#### The task
Gather all lines in the records below that include the word "datagram".

[Exercise inputs Boundary: Start]

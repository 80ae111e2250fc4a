//! Tracing backends that receive closed segments.

use std::fmt;
use std::io;
use std::net::{SocketAddr, UdpSocket};
use std::sync::{Mutex, PoisonError};

use super::segment::SegmentRecord;

/// Header line the trace daemon expects before every segment document.
pub const DAEMON_HEADER: &str = r#"{"format":"json","version":1}"#;

/// Receives every closed segment.
pub trait SegmentSink: Send + Sync + fmt::Debug {
    /// Hands a closed segment to the backend. Must not block.
    fn submit(&self, segment: SegmentRecord);
}

/// Emits each segment document as a structured `tracing` event on the
/// `trace_segments` target.
#[derive(Debug, Default, Clone, Copy)]
pub struct LogSink;

impl SegmentSink for LogSink {
    fn submit(&self, segment: SegmentRecord) {
        match serde_json::to_string(&segment) {
            Ok(document) => tracing::info!(
                target: "trace_segments",
                trace_id = %segment.trace_id,
                segment = %segment.name,
                document = %document,
                "segment closed"
            ),
            Err(err) => tracing::warn!(
                target: "trace_segments",
                trace_id = %segment.trace_id,
                error = %err,
                "segment could not be serialized"
            ),
        }
    }
}

/// Sends segment documents over UDP to a trace daemon.
#[derive(Debug)]
pub struct DaemonSink {
    socket: UdpSocket,
    daemon: SocketAddr,
}

impl DaemonSink {
    /// Binds an ephemeral non-blocking socket for sending to `daemon`.
    ///
    /// # Errors
    ///
    /// Returns an I/O error if the local socket cannot be bound.
    pub fn connect(daemon: SocketAddr) -> io::Result<Self> {
        let local = if daemon.is_ipv4() {
            "0.0.0.0:0"
        } else {
            "[::]:0"
        };
        let socket = UdpSocket::bind(local)?;
        socket.set_nonblocking(true)?;
        Ok(Self { socket, daemon })
    }

    /// Encodes a segment as a daemon datagram.
    ///
    /// # Errors
    ///
    /// Returns the serialization error if the segment cannot be encoded.
    pub fn encode(segment: &SegmentRecord) -> Result<String, serde_json::Error> {
        Ok(format!("{DAEMON_HEADER}\n{}", serde_json::to_string(segment)?))
    }
}

impl SegmentSink for DaemonSink {
    fn submit(&self, segment: SegmentRecord) {
        let datagram = match Self::encode(&segment) {
            Ok(datagram) => datagram,
            Err(err) => {
                tracing::warn!(trace_id = %segment.trace_id, error = %err, "segment could not be serialized");
                return;
            }
        };
        if let Err(err) = self.socket.send_to(datagram.as_bytes(), self.daemon) {
            tracing::warn!(
                daemon = %self.daemon,
                trace_id = %segment.trace_id,
                error = %err,
                "segment dropped"
            );
        }
    }
}

/// Keeps closed segments in memory.
#[derive(Debug, Default)]
pub struct MemorySink {
    segments: Mutex<Vec<SegmentRecord>>,
}

impl MemorySink {
    /// Creates an empty sink.
    #[must_use]
    pub fn new() -> Self {
        Self::default()
    }

    /// Returns a copy of every segment received so far.
    #[must_use]
    pub fn segments(&self) -> Vec<SegmentRecord> {
        self.segments
            .lock()
            .unwrap_or_else(PoisonError::into_inner)
            .clone()
    }

    /// Returns the most recently received segment.
    #[must_use]
    pub fn last(&self) -> Option<SegmentRecord> {
        self.segments
            .lock()
            .unwrap_or_else(PoisonError::into_inner)
            .last()
            .cloned()
    }
}

impl SegmentSink for MemorySink {
    fn submit(&self, segment: SegmentRecord) {
        self.segments
            .lock()
            .unwrap_or_else(PoisonError::into_inner)
            .push(segment);
    }
}
//! End-to-end test over a real TCP listener.

#![allow(clippy::panic)]

use std::sync::Arc;
use std::time::Duration;

use chaos_posts::api::build_router;
use chaos_posts::app_state::AppState;
use chaos_posts::middleware::{ChaosSettings, FaultInjector, TRACE_ID_HEADER};
use chaos_posts::persistence::InMemoryPostStore;
use chaos_posts::telemetry::{MemorySink, Tracer};

#[tokio::test]
async fn serves_posts_over_http() {
    let sink = Arc::new(MemorySink::new());
    let state = AppState {
        store: Arc::new(InMemoryPostStore::new(5, Duration::from_secs(1))),
        tracer: Tracer::new("chaos-posts", Arc::clone(&sink) as _),
        fault_injector: Arc::new(FaultInjector::new(ChaosSettings {
            enabled: false,
            ..ChaosSettings::default()
        })),
    };

    let Ok(listener) = tokio::net::TcpListener::bind("127.0.0.1:0").await else {
        panic!("bind failed");
    };
    let Ok(addr) = listener.local_addr() else {
        panic!("no local address");
    };
    let server = tokio::spawn(async move { axum::serve(listener, build_router(state)).await });

    let client = reqwest::Client::new();
    let base = format!("http://{addr}");

    let Ok(response) = client.get(format!("{base}/")).send().await else {
        panic!("ping failed");
    };
    assert_eq!(response.status(), reqwest::StatusCode::OK);
    assert!(response.headers().contains_key(TRACE_ID_HEADER));
    assert!(matches!(response.text().await.as_deref(), Ok("pong")));

    let Ok(response) = client.post(format!("{base}/init")).send().await else {
        panic!("init failed");
    };
    assert_eq!(response.status(), reqwest::StatusCode::OK);

    let Ok(response) = client
        .post(format!("{base}/posts"))
        .json(&serde_json::json!({"title": "t", "content": "c", "username": "erin"}))
        .send()
        .await
    else {
        panic!("create failed");
    };
    assert_eq!(response.status(), reqwest::StatusCode::OK);
    let Some(location) = response
        .headers()
        .get(reqwest::header::LOCATION)
        .and_then(|v| v.to_str().ok())
        .map(ToString::to_string)
    else {
        panic!("missing location header");
    };

    let Ok(response) = client.get(format!("{base}{location}")).send().await else {
        panic!("get failed");
    };
    let Ok(rows) = response.json::<serde_json::Value>().await else {
        panic!("body is not JSON");
    };
    assert_eq!(rows[0]["username"], "erin");

    assert_eq!(sink.segments().len(), 4);
    server.abort();
}
//! Tracing middleware: one trace segment per request.

use axum::extract::{Request, State};
use axum::http::HeaderValue;
use axum::middleware::Next;
use axum::response::Response;
use tracing::{Instrument, info_span};

use crate::telemetry::Tracer;

/// Response header carrying the request's trace id.
pub const TRACE_ID_HEADER: &str = "x-trace-id";

/// Wraps the request in a trace segment.
///
/// Opens the segment before anything else runs, records method and URL,
/// and hands a clone to handlers through the request extensions. Once the
/// response exists the status code is recorded, the segment is closed and
/// submitted, and the trace id is echoed in [`TRACE_ID_HEADER`].
pub async fn trace_segments(State(tracer): State<Tracer>, mut req: Request, next: Next) -> Response {
    let method = req.method().clone();
    let url = req.uri().to_string();
    let segment = tracer.begin_segment(req.uri().path());
    segment.put_http_request(method.as_str(), &url);
    req.extensions_mut().insert(segment.clone());

    let span = info_span!(
        "segment",
        trace_id = %segment.trace_id(),
        segment = %segment.name(),
        method = %method,
        url = %url,
    );
    let mut response = next.run(req).instrument(span).await;

    segment.put_http_status(response.status().as_u16());
    if let Ok(value) = HeaderValue::from_str(segment.trace_id()) {
        response.headers_mut().insert(TRACE_ID_HEADER, value);
    }
    tracer.end_segment(&segment);
    response
}
//! Post DTOs.

use serde::{Deserialize, Serialize};
use utoipa::ToSchema;

use crate::error::ServiceError;
use crate::persistence::statements::VARCHAR_WIDTH;
use crate::persistence::{NewPost, Post};

/// Request body for `POST /posts`.
///
/// Absent and `null` fields are accepted here and rejected by
/// [`CreatePostRequest::validate`], so both produce the same error.
#[derive(Debug, Default, Deserialize, ToSchema)]
pub struct CreatePostRequest {
    /// Post title.
    #[serde(default)]
    pub title: Option<String>,
    /// Post body.
    #[serde(default)]
    pub content: Option<String>,
    /// Author of the post.
    #[serde(default)]
    pub username: Option<String>,
}

fn is_blank(value: Option<&String>) -> bool {
    value.is_none_or(|v| v.trim().is_empty())
}

fn is_too_wide(value: Option<&String>) -> bool {
    value.is_some_and(|v| v.chars().count() > VARCHAR_WIDTH)
}

impl CreatePostRequest {
    /// Parses a raw request body.
    ///
    /// # Errors
    ///
    /// - [`ServiceError::EmptyBody`] if `body` is empty.
    /// - [`ServiceError::MalformedBody`] if it is not a JSON object with
    ///   string-or-null fields.
    pub fn from_body(body: &[u8]) -> Result<Self, ServiceError> {
        if body.is_empty() {
            return Err(ServiceError::EmptyBody);
        }
        serde_json::from_slice(body).map_err(|e| ServiceError::MalformedBody(e.to_string()))
    }

    /// Checks that every field is present, not blank, and fits its column.
    ///
    /// Values are kept as sent; trimming is only used for the check.
    ///
    /// # Errors
    ///
    /// Returns [`ServiceError::MissingRequiredField`] naming the first
    /// offending field group, or [`ServiceError::FieldTooLong`] when
    /// `title` or `username` exceeds [`VARCHAR_WIDTH`] characters.
    pub fn validate(self) -> Result<NewPost, ServiceError> {
        if is_blank(self.title.as_ref()) || is_blank(self.content.as_ref()) {
            return Err(ServiceError::MissingRequiredField(
                "title and content should not be empty",
            ));
        }
        if is_blank(self.username.as_ref()) {
            return Err(ServiceError::MissingRequiredField(
                "username should not be empty",
            ));
        }
        if is_too_wide(self.title.as_ref()) {
            return Err(ServiceError::FieldTooLong("title"));
        }
        if is_too_wide(self.username.as_ref()) {
            return Err(ServiceError::FieldTooLong("username"));
        }
        Ok(NewPost {
            title: self.title.unwrap_or_default(),
            content: self.content.unwrap_or_default(),
            username: self.username.unwrap_or_default(),
        })
    }
}

/// One row of the `GET /posts/{pid}` response array.
#[derive(Debug, Clone, PartialEq, Eq, Serialize, Deserialize, ToSchema)]
pub struct PostDto {
    /// Post id.
    pub id: i32,
    /// Author of the post.
    pub username: String,
    /// Post title.
    pub title: String,
    /// Post body.
    pub content: String,
}

impl From<Post> for PostDto {
    fn from(post: Post) -> Self {
        Self {
            id: post.id,
            username: post.username,
            title: post.title,
            content: post.content,
        }
    }
}

#[cfg(test)]
#[allow(clippy::panic)]
mod tests {
    use super::*;

    fn parse(body: &str) -> Result<NewPost, ServiceError> {
        CreatePostRequest::from_body(body.as_bytes())?.validate()
    }

    #[test]
    fn accepts_complete_body_and_keeps_values_verbatim() {
        let Ok(post) = parse(r#"{"title":" Hi ","content":"body","username":"alice"}"#) else {
            panic!("valid body rejected");
        };
        assert_eq!(post.title, " Hi ");
        assert_eq!(post.username, "alice");
    }

    #[test]
    fn empty_body_is_its_own_error() {
        assert!(matches!(parse(""), Err(ServiceError::EmptyBody)));
    }

    #[test]
    fn non_json_and_wrong_types_are_malformed() {
        assert!(matches!(parse("title=x"), Err(ServiceError::MalformedBody(_))));
        assert!(matches!(parse("[1,2]"), Err(ServiceError::MalformedBody(_))));
        assert!(matches!(
            parse(r#"{"title":1,"content":"c","username":"u"}"#),
            Err(ServiceError::MalformedBody(_))
        ));
    }

    #[test]
    fn blank_title_or_content_is_rejected_first() {
        for body in [
            r#"{"content":"c","username":"u"}"#,
            r#"{"title":"   ","content":"c","username":"u"}"#,
            r#"{"title":"t","content":null,"username":"u"}"#,
            r#"{}"#,
        ] {
            assert!(matches!(
                parse(body),
                Err(ServiceError::MissingRequiredField("title and content should not be empty"))
            ));
        }
    }

    #[test]
    fn blank_username_is_rejected() {
        for body in [
            r#"{"title":"t","content":"c"}"#,
            r#"{"title":"t","content":"c","username":"\t"}"#,
        ] {
            assert!(matches!(
                parse(body),
                Err(ServiceError::MissingRequiredField("username should not be empty"))
            ));
        }
    }

    #[test]
    fn varchar_fields_are_bounded_in_characters() {
        let at_limit = "é".repeat(VARCHAR_WIDTH);
        let body = format!(r#"{{"title":"{at_limit}","content":"c","username":"{at_limit}"}}"#);
        assert!(parse(&body).is_ok());

        let over = "x".repeat(VARCHAR_WIDTH + 1);
        let body = format!(r#"{{"title":"{over}","content":"c","username":"u"}}"#);
        assert!(matches!(parse(&body), Err(ServiceError::FieldTooLong("title"))));

        let body = format!(r#"{{"title":"t","content":"c","username":"{over}"}}"#);
        assert!(matches!(parse(&body), Err(ServiceError::FieldTooLong("username"))));
    }

    #[test]
    fn content_is_unbounded() {
        let long = "x".repeat(10 * VARCHAR_WIDTH);
        let body = format!(r#"{{"title":"t","content":"{long}","username":"u"}}"#);
        assert!(parse(&body).is_ok());
    }
}
//! Cross-cutting request middleware.
//!
//! Order on the way in: [`segments::trace_segments`] opens the request's
//! trace segment, then [`fault_injection::inject_faults`] may reject the
//! request before its handler runs.

pub mod fault_injection;
pub mod segments;

pub use fault_injection::{ChaosSettings, FaultInjector, inject_faults};
pub use segments::{TRACE_ID_HEADER, trace_segments};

[Exercise inputs Boundary: End]

#### Written response
    /// Encodes a segment as a daemon datagram.
        let datagram = match Self::encode(&segment) {
            Ok(datagram) => datagram,
        if let Err(err) = self.socket.send_to(datagram.as_bytes(), self.daemon) {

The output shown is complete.